In Democracy in America, Alexis de Tocqueville observed the Trail of Tears and recorded perhaps the saddest moment in history of American dogs and certainly the most agonizing account of humans having to leave their dogs behind:
At the end of the year 1831, whilst I was on the left bank of the Mississippi at a place named by Europeans, Memphis, there arrived a numerous band of Choctaws (or Chactas, as they are called by the French in Louisiana). These savages had left their country, and were endeavoring to gain the right bank of the Mississippi, where they hoped to find an asylum which had been promised them by the American government. It was then the middle of winter, and the cold was unusually severe; the snow had frozen hard upon the ground, and the river was drifting huge masses of ice. The Indians had their families with them; and they brought in their train the wounded and sick, with children newly born, and old men upon the verge of death. They possessed neither tents nor wagons, but only their arms and some provisions. I saw them embark to pass the mighty river, and never will that solemn spectacle fade from my remembrance. No cry, no sob was heard amongst the assembled crowd; all were silent. Their calamities were of ancient date, and they knew them to be irremediable. The Indians had all stepped into the bark which was to carry them across, but their dogs remained upon the bank. As soon as these animals perceived that their masters were finally leaving the shore, they set up a dismal howl, and, plunging all together into the icy waters of the Mississippi, they swam after the boat.
Heinrich Harrer’s classic 1954 memoir, Seven Years in Tibet, recounts another agonizing story of a human having to leave a dog behind. After almost two years of walking 2000 miles, through countless ice and snow covered passes of the Himalayas, and suffering unimaginable deprivation, Harrer, with a dog that had accompanied him for most of his journey, was poised to enter the secret kingdom of Tibet. The dog was oddly nameless in the book, but Harrer clearly loved it and was saddened when it simply couldn’t walk any further. He left the dog behind in a village and continued, where, in short order, he would meet the young Dali Lama, become his tutor and friend, and transform the world’s understanding of Tibet. The dog was left entirely out of the 1997 movie version starring Brad Pitt. Pitt reportedly nixed it from the script.
In the Mu Koan, widely considered one of the essential koans in Zen Buddhism, a monk asked the Master, “Does a dog have a Buddha nature or not?” The Master said, “Mu.” (No.) What is generally not recorded in print, however, is the Master’s response to the Monk after saying “no.”

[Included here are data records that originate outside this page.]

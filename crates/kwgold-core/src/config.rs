use crate::{KwGoldError, Result, RetryPolicy};
use serde::{Deserialize, Serialize};
use std::path::{Path, PathBuf};

/// Top-level configuration. Loaded from layered YAML files
/// (`config/base.yaml` plus an optional `config/local.yaml` override and
/// an optional explicit file) with `KWGOLD__`-prefixed environment
/// variables taking precedence over everything on disk.
#[derive(Debug, Clone, Default, Serialize, Deserialize)]
pub struct KwGoldConfig {
    #[serde(default)]
    pub credentials: Credentials,
    #[serde(default)]
    pub oracle: OracleConfig,
    #[serde(default)]
    pub expansion: ExpansionConfig,
    #[serde(default)]
    pub analyzer: AnalyzerConfig,
    #[serde(default)]
    pub scheduler: SchedulerConfig,
    #[serde(default)]
    pub storage: StorageConfig,
}

impl KwGoldConfig {
    pub fn load(explicit: Option<&Path>) -> Result<Self> {
        let mut builder = config::Config::builder()
            .add_source(config::File::with_name("config/base").required(false))
            .add_source(config::File::with_name("config/local").required(false));
        if let Some(path) = explicit {
            builder = builder.add_source(config::File::from(path.to_path_buf()));
        }
        let settings = builder
            .add_source(config::Environment::with_prefix("KWGOLD").separator("__"))
            .build()
            .map_err(|e| KwGoldError::Config(e.to_string()))?;
        settings
            .try_deserialize()
            .map_err(|e| KwGoldError::Config(e.to_string()))
    }
}

#[derive(Debug, Clone, Default, Serialize, Deserialize)]
pub struct Credentials {
    #[serde(default)]
    pub search_ad: SearchAdCredentials,
    #[serde(default)]
    pub open_api: OpenApiCredentials,
}

/// Search-ad (keyword tool) API credentials; requests are HMAC-signed.
#[derive(Debug, Clone, Default, Serialize, Deserialize)]
pub struct SearchAdCredentials {
    #[serde(default)]
    pub customer_id: String,
    #[serde(default)]
    pub api_key: String,
    #[serde(default)]
    pub secret_key: String,
}

/// Open-API credentials for the document-count lookups.
#[derive(Debug, Clone, Default, Serialize, Deserialize)]
pub struct OpenApiCredentials {
    #[serde(default)]
    pub client_id: String,
    #[serde(default)]
    pub client_secret: String,
}

/// Knobs shared by all HTTP oracle adapters.
#[derive(Debug, Clone, Serialize, Deserialize)]
pub struct OracleConfig {
    /// Request timeout in seconds
    #[serde(default = "OracleConfig::default_timeout_secs")]
    pub timeout_secs: u64,
    /// Retry policy applied uniformly by the adapters
    #[serde(default)]
    pub retry: RetryPolicy,
}

impl OracleConfig {
    fn default_timeout_secs() -> u64 {
        10
    }
}

impl Default for OracleConfig {
    fn default() -> Self {
        Self {
            timeout_secs: Self::default_timeout_secs(),
            retry: RetryPolicy::default(),
        }
    }
}

/// Keyword-expansion settings.
#[derive(Debug, Clone, Serialize, Deserialize)]
pub struct ExpansionConfig {
    /// Ceiling on the discovered keyword pool
    #[serde(default = "ExpansionConfig::default_max_pool_size")]
    pub max_pool_size: usize,
    /// Courtesy pause between autocomplete calls while work remains
    #[serde(default = "ExpansionConfig::default_request_delay_ms")]
    pub request_delay_ms: u64,
    /// Consecutive empty responses tolerated before the run is cut short
    #[serde(default = "ExpansionConfig::default_empty_result_tolerance")]
    pub empty_result_tolerance: u32,
    /// How many seed keywords a run may start from
    #[serde(default = "ExpansionConfig::default_max_seeds")]
    pub max_seeds: usize,
}

impl ExpansionConfig {
    fn default_max_pool_size() -> usize {
        1000
    }

    fn default_request_delay_ms() -> u64 {
        50
    }

    fn default_empty_result_tolerance() -> u32 {
        50
    }

    fn default_max_seeds() -> usize {
        1
    }
}

impl Default for ExpansionConfig {
    fn default() -> Self {
        Self {
            max_pool_size: Self::default_max_pool_size(),
            request_delay_ms: Self::default_request_delay_ms(),
            empty_result_tolerance: Self::default_empty_result_tolerance(),
            max_seeds: Self::default_max_seeds(),
        }
    }
}

/// Competitiveness-analysis settings.
#[derive(Debug, Clone, Serialize, Deserialize)]
pub struct AnalyzerConfig {
    /// Keywords processed between persistence checkpoints
    #[serde(default = "AnalyzerConfig::default_checkpoint_batch_size")]
    pub checkpoint_batch_size: usize,
    /// Pause between volume-oracle batches
    #[serde(default = "AnalyzerConfig::default_volume_batch_delay_ms")]
    pub volume_batch_delay_ms: u64,
    /// Pause after each per-keyword document-count lookup
    #[serde(default = "AnalyzerConfig::default_request_delay_ms")]
    pub request_delay_ms: u64,
    /// Pause between checkpoint batches
    #[serde(default = "AnalyzerConfig::default_batch_delay_ms")]
    pub batch_delay_ms: u64,
    /// Tiers kept in the persisted table
    #[serde(default = "AnalyzerConfig::default_target_tiers")]
    pub target_tiers: Vec<u8>,
    /// Purge legacy tier-0 rows from the stored table on merge
    #[serde(default = "AnalyzerConfig::default_keep_classified_only")]
    pub keep_classified_only: bool,
}

impl AnalyzerConfig {
    fn default_checkpoint_batch_size() -> usize {
        20
    }

    fn default_volume_batch_delay_ms() -> u64 {
        50
    }

    fn default_request_delay_ms() -> u64 {
        20
    }

    fn default_batch_delay_ms() -> u64 {
        100
    }

    fn default_target_tiers() -> Vec<u8> {
        vec![1, 2, 3, 4, 5]
    }

    fn default_keep_classified_only() -> bool {
        true
    }
}

impl Default for AnalyzerConfig {
    fn default() -> Self {
        Self {
            checkpoint_batch_size: Self::default_checkpoint_batch_size(),
            volume_batch_delay_ms: Self::default_volume_batch_delay_ms(),
            request_delay_ms: Self::default_request_delay_ms(),
            batch_delay_ms: Self::default_batch_delay_ms(),
            target_tiers: Self::default_target_tiers(),
            keep_classified_only: Self::default_keep_classified_only(),
        }
    }
}

/// Background-scheduler settings.
#[derive(Debug, Clone, Serialize, Deserialize)]
pub struct SchedulerConfig {
    /// Minutes between pipeline cycles
    #[serde(default = "SchedulerConfig::default_cycle_minutes")]
    pub cycle_minutes: u64,
    /// Subjects to pick from each cycle; empty means every subject with a
    /// seed file on disk
    #[serde(default)]
    pub subjects: Vec<String>,
    /// Seconds to wait before retrying after a failed cycle
    #[serde(default = "SchedulerConfig::default_error_retry_secs")]
    pub error_retry_secs: u64,
}

impl SchedulerConfig {
    fn default_cycle_minutes() -> u64 {
        30
    }

    fn default_error_retry_secs() -> u64 {
        300
    }
}

impl Default for SchedulerConfig {
    fn default() -> Self {
        Self {
            cycle_minutes: Self::default_cycle_minutes(),
            subjects: Vec::new(),
            error_retry_secs: Self::default_error_retry_secs(),
        }
    }
}

/// Where seed files, the persisted table, and run artifacts live.
#[derive(Debug, Clone, Serialize, Deserialize)]
pub struct StorageConfig {
    #[serde(default = "StorageConfig::default_data_dir")]
    pub data_dir: PathBuf,
    #[serde(default = "StorageConfig::default_table_dir")]
    pub table_dir: PathBuf,
    #[serde(default = "StorageConfig::default_artifact_dir")]
    pub artifact_dir: PathBuf,
    #[serde(default = "StorageConfig::default_tier_rules")]
    pub tier_rules: PathBuf,
}

impl StorageConfig {
    fn default_data_dir() -> PathBuf {
        PathBuf::from("data/keywords")
    }

    fn default_table_dir() -> PathBuf {
        PathBuf::from("data/gold")
    }

    fn default_artifact_dir() -> PathBuf {
        PathBuf::from("data/runs")
    }

    fn default_tier_rules() -> PathBuf {
        PathBuf::from("config/tiers.yaml")
    }
}

impl Default for StorageConfig {
    fn default() -> Self {
        Self {
            data_dir: Self::default_data_dir(),
            table_dir: Self::default_table_dir(),
            artifact_dir: Self::default_artifact_dir(),
            tier_rules: Self::default_tier_rules(),
        }
    }
}

#[cfg(test)]
mod tests {
    use super::*;

    #[test]
    fn empty_document_yields_defaults() {
        let config: KwGoldConfig = serde_yaml::from_str("{}").unwrap();
        assert_eq!(config.expansion.max_pool_size, 1000);
        assert_eq!(config.expansion.max_seeds, 1);
        assert_eq!(config.analyzer.target_tiers, vec![1, 2, 3, 4, 5]);
        assert!(config.analyzer.keep_classified_only);
        assert_eq!(config.scheduler.cycle_minutes, 30);
        assert_eq!(config.oracle.timeout_secs, 10);
    }

    #[test]
    fn partial_sections_keep_sibling_defaults() {
        let text = r#"
expansion:
  max_pool_size: 200
analyzer:
  target_tiers: [1, 2, 3]
"#;
        let config: KwGoldConfig = serde_yaml::from_str(text).unwrap();
        assert_eq!(config.expansion.max_pool_size, 200);
        assert_eq!(config.expansion.request_delay_ms, 50);
        assert_eq!(config.analyzer.target_tiers, vec![1, 2, 3]);
        assert_eq!(config.analyzer.checkpoint_batch_size, 20);
    }
}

“Don’t ask me, ask the dog.”
I have never met a phony dog in my life. I always wanted to date a woman with dogs who occasionally would rise before me in the morning and walk her dogs by herself. In the rich history of writing by dogs, Eugene O’Neill’s dog, Blemie, wrote perhaps the most moving example, The Last Will and Testament of an Extremely Distinguished Dog. It is a staple at dog wakes and funerals. A few memorable lines:
I realize the end of my life is near, do hereby bury my last will and testament in the mind of my Master.
I have little in the way of material things to leave. Dogs are wiser than men.
There is nothing of value I have to bequeath except my love and my faith.
It is painful for me to think that even in death I should cause them pain.
Dogs do not fear death as men do. We accept it as a part of life, not something alien and terrible which destroys life.
It would be a poor tribute to my memory never to have a dog again.
I want to write a book about the dogs accompanying their masters in the new American diaspora, a gigantic diaspora unparalleled in our nation’s history, a nation with many diasporas in its history, some documented in song (the Blues), some forced unconstitutionally (Japanese-Americans during WW II), some enshrined in myth (The Oregon Trail), some reversing previous expulsion (Mexicans reoccupying lands stolen through 19th century American imperialism) some with dogs and others dogless, some violent and some existential, some not even of human disposition, but animal, wolves and buffalo. And of course, there is the destructive diaspora of the Pacific Northwest salmon from their natural habitat, only to have humans invite them to return as fake hatchery fish to fake watersheds. This new American diaspora is largely unreported by the media, and if covered at all, lumped into a story of gentrification and homelessness, of addled minds, of the civic disturbance it creates, and almost exclusively framed as an urban story, where the presence of dogs is unnoticed, but the dogs (some cats, a few ferrets and snakes) are the crucial glue holding people on the move and in the margins together. I have seen this diaspora with my own eyes. I may very well part of it myself. I have seen Americans checking out in numbers unprecedented in our history. I have met many dogs of the diaspora. I really like them because they exude compassion like no other dogs I’ve ever seen.